Brooke Smith (born April 30, 1984) is a professional basketball player most recently in the WNBA.

High school
Born in San Anselmo, California, Smith played for Marin Catholic High School in Kentfield, California, where she was named a WBCA All-American. She participated in the 2002 WBCA High School All-America Game where she scored eight points.

College
Smith played her freshman year in college at Duke University in 2002–03.  After sitting out a year, she played three years at Stanford and graduated in 2007. Following her collegiate career, she was selected 23rd overall in the 2007 WNBA Draft by the Minnesota Lynx, but was released on April 26.  On April 29, the Connecticut Sun signed Smith, only to waive her on May 11.

Duke and Stanford statistics

Source

USA Basketball
Smith was a member of the team representing the USA at the 2005 World University Games Team in Izmir, Turkey. Smith averaged 5.0 points per game while helping the team to a 7–0 record, resulting in a gold medal at the event.
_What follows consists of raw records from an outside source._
//! CLI command implementations.

pub mod config;
pub mod deploy;
pub mod resolve;
pub mod routes;
pub mod teardown;
pub mod templates;

use clap::{Args, Subcommand};

/// Arguments for the routes command.
#[derive(Args)]
pub struct RoutesArgs {
    /// Write the compiled manifest to the store.
    #[arg(short, long)]
    pub write: bool,
}

/// Arguments for the templates command.
#[derive(Args)]
pub struct TemplatesArgs {
    /// Static-export build directory.
    #[arg(short, long, default_value = "out")]
    pub build_dir: String,

    /// Derive templates without storing them.
    #[arg(long)]
    pub dry_run: bool,
}

/// Arguments for the deploy command.
#[derive(Args)]
pub struct DeployArgs {
    /// Static-export build directory.
    #[arg(short, long, default_value = "out")]
    pub build_dir: String,

    /// Skip confirmation prompt.
    #[arg(short, long)]
    pub yes: bool,

    /// Dry run (don't actually deploy).
    #[arg(long)]
    pub dry_run: bool,
}

/// Arguments for the resolve command.
#[derive(Args)]
pub struct ResolveArgs {
    /// Request path, e.g. /product/42.
    pub path: String,

    /// JSON file mapping route patterns to metadata documents.
    #[arg(short, long)]
    pub metadata: String,

    /// Send the request this many times.
    #[arg(long, default_value = "1")]
    pub repeat: usize,
}

/// Arguments for the teardown command.
#[derive(Args)]
pub struct TeardownArgs {
    /// Skip confirmation prompt.
    #[arg(short, long)]
    pub yes: bool,
}

/// Arguments for the config command.
#[derive(Args)]
pub struct ConfigArgs {
    #[command(subcommand)]
    pub command: ConfigCommand,
}

#[derive(Subcommand)]
pub enum ConfigCommand {
    /// Show current configuration.
    Show,
    /// Initialize a new config file.
    Init {
        /// Force overwrite existing config.
        #[arg(short, long)]
        force: bool,
    },
    /// Validate the config file.
    Validate,
}
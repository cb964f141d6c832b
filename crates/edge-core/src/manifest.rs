//! Versioned route manifest.
//!
//! Persisted as a single JSON object:
//!
//! ```json
//! { "version": 1, "routes": [{ "pattern": "/product/:id", "paramNames": ["id"], "regex": "^/product/([^/]+)$" }] }
//! ```

use serde::{Deserialize, Serialize};

use crate::error::ConfigError;
use crate::route::{RouteMatch, RoutePattern};

/// The only manifest version this crate reads and writes.
pub const MANIFEST_VERSION: u32 = 1;

/// Ordered table of compiled route patterns. First match wins.
#[derive(Debug, Clone, Default)]
pub struct RouteManifest {
    routes: Vec<RoutePattern>,
}

#[derive(Debug, Serialize, Deserialize)]
struct ManifestDocument {
    version: u32,
    routes: Vec<RouteEntry>,
}

#[derive(Debug, Serialize, Deserialize)]
#[serde(rename_all = "camelCase")]
struct RouteEntry {
    pattern: String,
    param_names: Vec<String>,
    regex: String,
}

impl RouteManifest {
    /// Compile a manifest from pattern strings, preserving order.
    pub fn compile<I, S>(patterns: I) -> Result<Self, ConfigError>
    where
        I: IntoIterator<Item = S>,
        S: AsRef<str>,
    {
        let routes = patterns
            .into_iter()
            .map(|p| RoutePattern::compile(p.as_ref()))
            .collect::<Result<Vec<_>, _>>()?;
        Ok(Self { routes })
    }

    /// Parse a persisted manifest.
    ///
    /// Patterns are recompiled; the stored parameter names must agree with
    /// the recompiled ones.
    pub fn from_json(bytes: &[u8]) -> Result<Self, ConfigError> {
        let doc: ManifestDocument = serde_json::from_slice(bytes)?;
        if doc.version != MANIFEST_VERSION {
            return Err(ConfigError::UnsupportedManifestVersion(doc.version));
        }

        let mut routes = Vec::with_capacity(doc.routes.len());
        for entry in doc.routes {
            let route = RoutePattern::compile(&entry.pattern)?;
            if route.param_names() != entry.param_names.as_slice() {
                return Err(ConfigError::InvalidPattern {
                    pattern: entry.pattern,
                    reason: "stored paramNames do not match the pattern".to_string(),
                });
            }
            routes.push(route);
        }
        Ok(Self { routes })
    }

    /// Serialize to the persisted JSON form.
    pub fn to_json(&self) -> Result<String, ConfigError> {
        let doc = ManifestDocument {
            version: MANIFEST_VERSION,
            routes: self
                .routes
                .iter()
                .map(|r| RouteEntry {
                    pattern: r.pattern().to_string(),
                    param_names: r.param_names().to_vec(),
                    regex: r.regex().as_str().to_string(),
                })
                .collect(),
        };
        Ok(serde_json::to_string_pretty(&doc)?)
    }

    /// Compiled routes in manifest order.
    pub fn routes(&self) -> &[RoutePattern] {
        &self.routes
    }

    /// Find a route by its pattern string.
    pub fn find(&self, pattern: &str) -> Option<&RoutePattern> {
        self.routes.iter().find(|r| r.pattern() == pattern)
    }

    /// Match a path against the routes in order; first match wins.
    pub fn match_path(&self, path: &str) -> Option<RouteMatch> {
        self.routes.iter().find_map(|r| r.match_path(path))
    }

    /// Number of routes.
    pub fn len(&self) -> usize {
        self.routes.len()
    }

    /// Whether the manifest has no routes.
    pub fn is_empty(&self) -> bool {
        self.routes.is_empty()
    }
}
//! Request path classification.

/// What a request path addresses.
#[derive(Debug, Clone, Copy, PartialEq, Eq)]
pub enum PathKind {
    /// A file with a non-document extension.
    Asset,
    /// A page, with or without a document extension.
    Document,
}

fn extension(path: &str) -> Option<&str> {
    let last = path.trim_end_matches('/').rsplit('/').next()?;
    match last.rsplit_once('.') {
        Some((stem, ext)) if !stem.is_empty() && !ext.is_empty() => Some(ext),
        _ => None,
    }
}

/// Classify a path. Extensions are compared case-insensitively.
pub fn classify_path(path: &str, document_extensions: &[String]) -> PathKind {
    match extension(path) {
        Some(ext) if !document_extensions.iter().any(|d| d.eq_ignore_ascii_case(ext)) => {
            PathKind::Asset
        }
        _ => PathKind::Document,
    }
}

/// The path with any document extension removed, for route matching.
pub fn route_path<'a>(path: &'a str, document_extensions: &[String]) -> &'a str {
    let trimmed = path.trim_end_matches('/');
    match extension(trimmed) {
        Some(ext) if document_extensions.iter().any(|d| d.eq_ignore_ascii_case(ext)) => {
            &trimmed[..trimmed.len() - ext.len() - 1]
        }
        _ => path,
    }
}
//! Template generation errors.

use std::path::PathBuf;

use edge_patch::PatchError;
use edge_store::StoreError;
use thiserror::Error;

/// Result type for template generation.
pub type TemplateResult<T> = Result<T, TemplateError>;

/// Errors raised while generating templates.
#[derive(Debug, Error)]
pub enum TemplateError {
    #[error("build directory not found: {0}")]
    BuildDirMissing(PathBuf),

    #[error("failed to read {path}: {source}")]
    Read {
        path: PathBuf,
        #[source]
        source: std::io::Error,
    },

    #[error("patch error: {0}")]
    Patch(#[from] PatchError),

    #[error("store error: {0}")]
    Store(#[from] StoreError),

    #[error("JSON error: {0}")]
    Json(#[from] serde_json::Error),
}
//! Markup rewrites: title, managed tags, primary content.
//!
//! These work on the raw document. Inline payload literals never contain a
//! raw `<`, so tag scanning cannot match inside them.

use crate::error::{PatchError, PatchResult};
use crate::escape::escape_html;
use crate::tags::{is_managed_tag, Tag, TagKind};

/// Byte span of a start tag.
#[derive(Debug, Clone, Copy, PartialEq, Eq)]
struct TagSpan {
    start: usize,
    end: usize,
}

/// Find the next start tag `<name ...>` at or after `from`. `lower` is the
/// ASCII-lowercased document, so offsets match.
fn find_start_tag(html: &str, lower: &str, name: &str, from: usize) -> Option<TagSpan> {
    let needle = format!("<{}", name);
    let mut cursor = from;
    while let Some(rel) = lower.get(cursor..)?.find(&needle) {
        let start = cursor + rel;
        let after = start + needle.len();
        match html.as_bytes().get(after) {
            Some(b) if b.is_ascii_whitespace() || *b == b'>' || *b == b'/' => {
                let end = tag_end(html, after)?;
                return Some(TagSpan { start, end });
            }
            _ => cursor = after,
        }
    }
    None
}

/// Offset one past the `>` closing a start tag, honouring quoted values.
fn tag_end(html: &str, from: usize) -> Option<usize> {
    let mut quote: Option<u8> = None;
    for (i, b) in html.as_bytes().iter().enumerate().skip(from) {
        match (quote, *b) {
            (Some(q), c) if c == q => quote = None,
            (Some(_), _) => {}
            (None, b'"') | (None, b'\'') => quote = Some(*b),
            (None, b'>') => return Some(i + 1),
            _ => {}
        }
    }
    None
}

fn find_end_tag(lower: &str, name: &str, from: usize) -> Option<usize> {
    lower.get(from..)?.find(&format!("</{}", name)).map(|i| from + i)
}

/// Parse the attributes of a start tag such as `<meta name="a" content='b'>`.
/// Names are lowercased; values are kept as written.
fn parse_attrs(tag: &str) -> Vec<(String, String)> {
    let inner = tag
        .trim_start_matches('<')
        .trim_end_matches('>')
        .trim_end_matches('/');
    let bytes = inner.as_bytes();
    let mut i = inner
        .find(|c: char| c.is_ascii_whitespace())
        .unwrap_or(inner.len());
    let mut attrs = Vec::new();

    loop {
        while i < bytes.len() && (bytes[i].is_ascii_whitespace() || bytes[i] == b'/') {
            i += 1;
        }
        if i >= bytes.len() {
            break;
        }
        let name_start = i;
        while i < bytes.len() && !bytes[i].is_ascii_whitespace() && bytes[i] != b'=' {
            i += 1;
        }
        let name = inner[name_start..i].to_ascii_lowercase();
        while i < bytes.len() && bytes[i].is_ascii_whitespace() {
            i += 1;
        }
        if i < bytes.len() && bytes[i] == b'=' {
            i += 1;
            while i < bytes.len() && bytes[i].is_ascii_whitespace() {
                i += 1;
            }
            let value = match bytes.get(i) {
                Some(&q) if q == b'"' || q == b'\'' => {
                    let start = i + 1;
                    let end = inner[start..]
                        .find(q as char)
                        .map(|e| start + e)
                        .unwrap_or(inner.len());
                    i = (end + 1).min(inner.len());
                    &inner[start..end]
                }
                _ => {
                    let start = i;
                    while i < bytes.len() && !bytes[i].is_ascii_whitespace() {
                        i += 1;
                    }
                    &inner[start..i]
                }
            };
            attrs.push((name, value.to_string()));
        } else {
            attrs.push((name, String::new()));
        }
    }
    attrs
}

/// Replace the document title, or add one to `<head>` when missing.
pub fn rewrite_title(html: &str, title: &str) -> PatchResult<String> {
    let lower = html.to_ascii_lowercase();
    let title_html = escape_html(title);

    if let Some(open) = find_start_tag(html, &lower, "title", 0) {
        if let Some(close) = find_end_tag(&lower, "title", open.end) {
            return Ok(format!("{}{}{}", &html[..open.end], title_html, &html[close..]));
        }
    }

    let close_head = find_end_tag(&lower, "head", 0).ok_or(PatchError::MissingHead)?;
    Ok(format!(
        "{}<title>{}</title>{}",
        &html[..close_head],
        title_html,
        &html[close_head..]
    ))
}

/// Remove every managed `<meta>`/`<link>` tag. `extra_names` extends the
/// managed `<meta name>` set.
pub fn strip_managed_tags(html: &str, extra_names: &[String]) -> String {
    let lower = html.to_ascii_lowercase();
    let mut remove: Vec<TagSpan> = Vec::new();

    for kind in [TagKind::Meta, TagKind::Link] {
        let mut pos = 0;
        while let Some(span) = find_start_tag(html, &lower, kind.as_str(), pos) {
            let tag = Tag {
                kind,
                attrs: parse_attrs(&html[span.start..span.end]),
            };
            if is_managed_tag(&tag, extra_names) {
                remove.push(span);
            }
            pos = span.end;
        }
    }
    remove.sort_by_key(|s| s.start);

    let mut out = String::with_capacity(html.len());
    let mut pos = 0;
    for span in remove {
        out.push_str(&html[pos..span.start]);
        pos = span.end;
    }
    out.push_str(&html[pos..]);
    out
}

/// Insert tags after `</title>`, or before `</head>` without a title.
pub fn insert_head_tags(html: &str, tags: &[Tag]) -> PatchResult<String> {
    let lower = html.to_ascii_lowercase();
    let at = match find_end_tag(&lower, "title", 0) {
        Some(close) => lower[close..]
            .find('>')
            .map(|i| close + i + 1)
            .ok_or(PatchError::MissingHead)?,
        None => find_end_tag(&lower, "head", 0).ok_or(PatchError::MissingHead)?,
    };
    let markup: String = tags.iter().map(Tag::to_html).collect();
    Ok(format!("{}{}{}", &html[..at], markup, &html[at..]))
}

/// Replace the primary content region with `markup`.
///
/// The region is the inside of the first `<main>`. Without one, it is the
/// body content up to the first `<script>`. Documents with neither are
/// returned unchanged.
pub fn replace_primary_content(html: &str, markup: &str) -> String {
    let lower = html.to_ascii_lowercase();

    if let Some(open) = find_start_tag(html, &lower, "main", 0) {
        if let Some(close) = find_end_tag(&lower, "main", open.end) {
            return format!("{}{}{}", &html[..open.end], markup, &html[close..]);
        }
    }

    let Some(body) = find_start_tag(html, &lower, "body", 0) else {
        return html.to_string();
    };
    let end = find_start_tag(html, &lower, "script", body.end)
        .map(|s| s.start)
        .or_else(|| find_end_tag(&lower, "body", body.end))
        .unwrap_or(html.len());
    format!("{}{}{}", &html[..body.end], markup, &html[end..])
}
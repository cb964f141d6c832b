//! Decision and render counters.

use std::sync::atomic::{AtomicU64, Ordering};
use std::time::Duration;

use serde::{Deserialize, Serialize};

/// Lock-free counters shared by every request handled by one instance.
#[derive(Debug, Default)]
pub struct DecisionMetrics {
    requests: AtomicU64,
    static_assets: AtomicU64,
    stored: AtomicU64,
    no_match: AtomicU64,
    unavailable: AtomicU64,
    renders_started: AtomicU64,
    renders_succeeded: AtomicU64,
    renders_failed: AtomicU64,
    render_timeouts: AtomicU64,
    render_time_us: AtomicU64,
}

impl DecisionMetrics {
    /// Create zeroed counters.
    pub fn new() -> Self {
        Self::default()
    }

    pub fn record_request(&self) {
        self.requests.fetch_add(1, Ordering::Relaxed);
    }

    pub fn record_static_asset(&self) {
        self.static_assets.fetch_add(1, Ordering::Relaxed);
    }

    pub fn record_stored(&self) {
        self.stored.fetch_add(1, Ordering::Relaxed);
    }

    pub fn record_no_match(&self) {
        self.no_match.fetch_add(1, Ordering::Relaxed);
    }

    /// The store or manifest could not be read.
    pub fn record_unavailable(&self) {
        self.unavailable.fetch_add(1, Ordering::Relaxed);
    }

    pub fn record_render_started(&self) {
        self.renders_started.fetch_add(1, Ordering::Relaxed);
    }

    /// A render finished, successfully or not, after `elapsed`.
    pub fn record_render(&self, elapsed: Duration, success: bool) {
        let counter = if success {
            &self.renders_succeeded
        } else {
            &self.renders_failed
        };
        counter.fetch_add(1, Ordering::Relaxed);
        self.render_time_us
            .fetch_add(elapsed.as_micros() as u64, Ordering::Relaxed);
    }

    /// A render hit the timeout. Counted as a failure too.
    pub fn record_render_timeout(&self, elapsed: Duration) {
        self.render_timeouts.fetch_add(1, Ordering::Relaxed);
        self.record_render(elapsed, false);
    }

    /// Point-in-time copy of every counter.
    pub fn snapshot(&self) -> MetricsSnapshot {
        MetricsSnapshot {
            requests: self.requests.load(Ordering::Relaxed),
            static_assets: self.static_assets.load(Ordering::Relaxed),
            stored: self.stored.load(Ordering::Relaxed),
            no_match: self.no_match.load(Ordering::Relaxed),
            unavailable: self.unavailable.load(Ordering::Relaxed),
            renders_started: self.renders_started.load(Ordering::Relaxed),
            renders_succeeded: self.renders_succeeded.load(Ordering::Relaxed),
            renders_failed: self.renders_failed.load(Ordering::Relaxed),
            render_timeouts: self.render_timeouts.load(Ordering::Relaxed),
            render_time_us: self.render_time_us.load(Ordering::Relaxed),
        }
    }
}

/// Serializable counter values.
#[derive(Debug, Clone, Copy, Default, PartialEq, Eq, Serialize, Deserialize)]
pub struct MetricsSnapshot {
    pub requests: u64,
    pub static_assets: u64,
    pub stored: u64,
    pub no_match: u64,
    pub unavailable: u64,
    pub renders_started: u64,
    pub renders_succeeded: u64,
    pub renders_failed: u64,
    pub render_timeouts: u64,
    /// Cumulative time spent in finished renders (microseconds).
    pub render_time_us: u64,
}

impl MetricsSnapshot {
    /// Mean time of a finished render, if any finished.
    pub fn mean_render_time(&self) -> Option<Duration> {
        let finished = self.renders_succeeded + self.renders_failed;
        (finished > 0).then(|| Duration::from_micros(self.render_time_us / finished))
    }

    /// Format as JSON.
    pub fn to_json(&self) -> String {
        serde_json::to_string(self).unwrap_or_default()
    }

    /// Format as human-readable summary.
    pub fn to_summary(&self) -> String {
        let mut lines = vec![format!("Requests: {}", self.requests)];
        lines.push(format!("  Static assets: {}", self.static_assets));
        lines.push(format!("  Already stored: {}", self.stored));
        lines.push(format!("  No route match: {}", self.no_match));
        if self.unavailable > 0 {
            lines.push(format!("  Store unavailable: {}", self.unavailable));
        }
        lines.push(format!(
            "  Renders: {} started, {} succeeded, {} failed ({} timed out)",
            self.renders_started, self.renders_succeeded, self.renders_failed, self.render_timeouts
        ));
        if let Some(mean) = self.mean_render_time() {
            lines.push(format!(
                "  Mean render time: {}us ({:.2}ms)",
                mean.as_micros(),
                mean.as_micros() as f64 / 1000.0
            ));
        }
        lines.join("\n")
    }
}

#[cfg(test)]
mod tests {
    use super::*;

    #[test]
    fn test_counters() {
        let metrics = DecisionMetrics::new();
        metrics.record_request();
        metrics.record_request();
        metrics.record_stored();
        metrics.record_render_started();
        metrics.record_render(Duration::from_millis(4), true);

        let snapshot = metrics.snapshot();
        assert_eq!(snapshot.requests, 2);
        assert_eq!(snapshot.stored, 1);
        assert_eq!(snapshot.renders_succeeded, 1);
        assert_eq!(snapshot.render_time_us, 4_000);
        assert_eq!(snapshot.mean_render_time(), Some(Duration::from_millis(4)));
    }

    #[test]
    fn test_timeout_counts_as_failure() {
        let metrics = DecisionMetrics::new();
        metrics.record_render_timeout(Duration::from_secs(1));
        let snapshot = metrics.snapshot();
        assert_eq!(snapshot.render_timeouts, 1);
        assert_eq!(snapshot.renders_failed, 1);
        assert_eq!(snapshot.renders_succeeded, 0);
    }

    #[test]
    fn test_snapshot_json_and_summary() {
        let snapshot = MetricsSnapshot {
            requests: 3,
            no_match: 1,
            ..Default::default()
        };
        let json: serde_json::Value = serde_json::from_str(&snapshot.to_json()).unwrap();
        assert_eq!(json["requests"], 3);
        assert_eq!(json["no_match"], 1);

        let summary = snapshot.to_summary();
        assert!(summary.starts_with("Requests: 3"));
        assert!(!summary.contains("Mean render time"));
        assert!(!summary.contains("unavailable"));
    }
}
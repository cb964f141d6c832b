//! In-memory object store (for development/testing).

use std::collections::BTreeMap;
use std::sync::Arc;

use async_trait::async_trait;
use parking_lot::RwLock;

use crate::error::StoreResult;
use crate::store::{validate_key, ObjectStore};

/// In-memory store. Clones share the same objects.
#[derive(Debug, Clone)]
pub struct MemoryStore {
    bucket: String,
    objects: Arc<RwLock<BTreeMap<String, Arc<Vec<u8>>>>>,
}

impl MemoryStore {
    /// Create an empty store.
    pub fn new(bucket: impl Into<String>) -> Self {
        Self {
            bucket: bucket.into(),
            objects: Arc::new(RwLock::new(BTreeMap::new())),
        }
    }

    /// Number of stored objects.
    pub fn len(&self) -> usize {
        self.objects.read().len()
    }

    /// Whether the store is empty.
    pub fn is_empty(&self) -> bool {
        self.objects.read().is_empty()
    }

    /// All keys, sorted.
    pub fn keys(&self) -> Vec<String> {
        self.objects.read().keys().cloned().collect()
    }
}

#[async_trait]
impl ObjectStore for MemoryStore {
    fn bucket(&self) -> &str {
        &self.bucket
    }

    async fn get(&self, key: &str) -> StoreResult<Option<Vec<u8>>> {
        validate_key(key)?;
        Ok(self.objects.read().get(key).map(|b| b.as_ref().clone()))
    }

    async fn put(&self, key: &str, body: Vec<u8>) -> StoreResult<()> {
        validate_key(key)?;
        self.objects.write().insert(key.to_string(), Arc::new(body));
        Ok(())
    }

    async fn exists(&self, key: &str) -> StoreResult<bool> {
        validate_key(key)?;
        Ok(self.objects.read().contains_key(key))
    }

    async fn list(&self, prefix: &str) -> StoreResult<Vec<String>> {
        Ok(self
            .objects
            .read()
            .range(prefix.to_string()..)
            .take_while(|(k, _)| k.starts_with(prefix))
            .map(|(k, _)| k.clone())
            .collect())
    }

    async fn delete(&self, key: &str) -> StoreResult<()> {
        validate_key(key)?;
        self.objects.write().remove(key);
        Ok(())
    }
}

#[cfg(test)]
mod tests {
    use super::*;
    use crate::store::ObjectStoreExt;

    #[tokio::test]
    async fn test_put_get_delete() {
        let store = MemoryStore::new("site");
        assert_eq!(store.get("a.html").await.unwrap(), None);

        store.put_string("a.html", "<p>a</p>").await.unwrap();
        assert!(store.exists("a.html").await.unwrap());
        assert_eq!(store.get_string("a.html").await.unwrap().as_deref(), Some("<p>a</p>"));

        store.delete("a.html").await.unwrap();
        assert!(!store.exists("a.html").await.unwrap());
        store.delete("a.html").await.unwrap();
    }

    #[tokio::test]
    async fn test_list_prefix() {
        let store = MemoryStore::new("site");
        for key in ["p/1.segments/a", "p/1.segments/b", "p/10.html", "q.html"] {
            store.put_string(key, "x").await.unwrap();
        }
        assert_eq!(
            store.list("p/1.segments/").await.unwrap(),
            vec!["p/1.segments/a", "p/1.segments/b"]
        );
        assert_eq!(store.list("").await.unwrap().len(), 4);
    }

    #[tokio::test]
    async fn test_rejects_escaping_keys() {
        let store = MemoryStore::new("site");
        assert!(store.put("../x", vec![]).await.is_err());
    }
}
Smith connected on 19 of her 24 shot attempts for a 79% shot percentage.

Professional
She played for Virtus Viterbo in the Italian A-1 League for the 2007–08 season., Her 2007–2008 stats: Gescom Viterbo (ITA-A1,1T): 32 games: 14.6ppg, Reb-2(10.3rpg), 2.7spg, FGP: 52.0%, FT: 72.2%

Smith has played with the Phoenix Mercury since the 2008 season, winning the championship in 2009.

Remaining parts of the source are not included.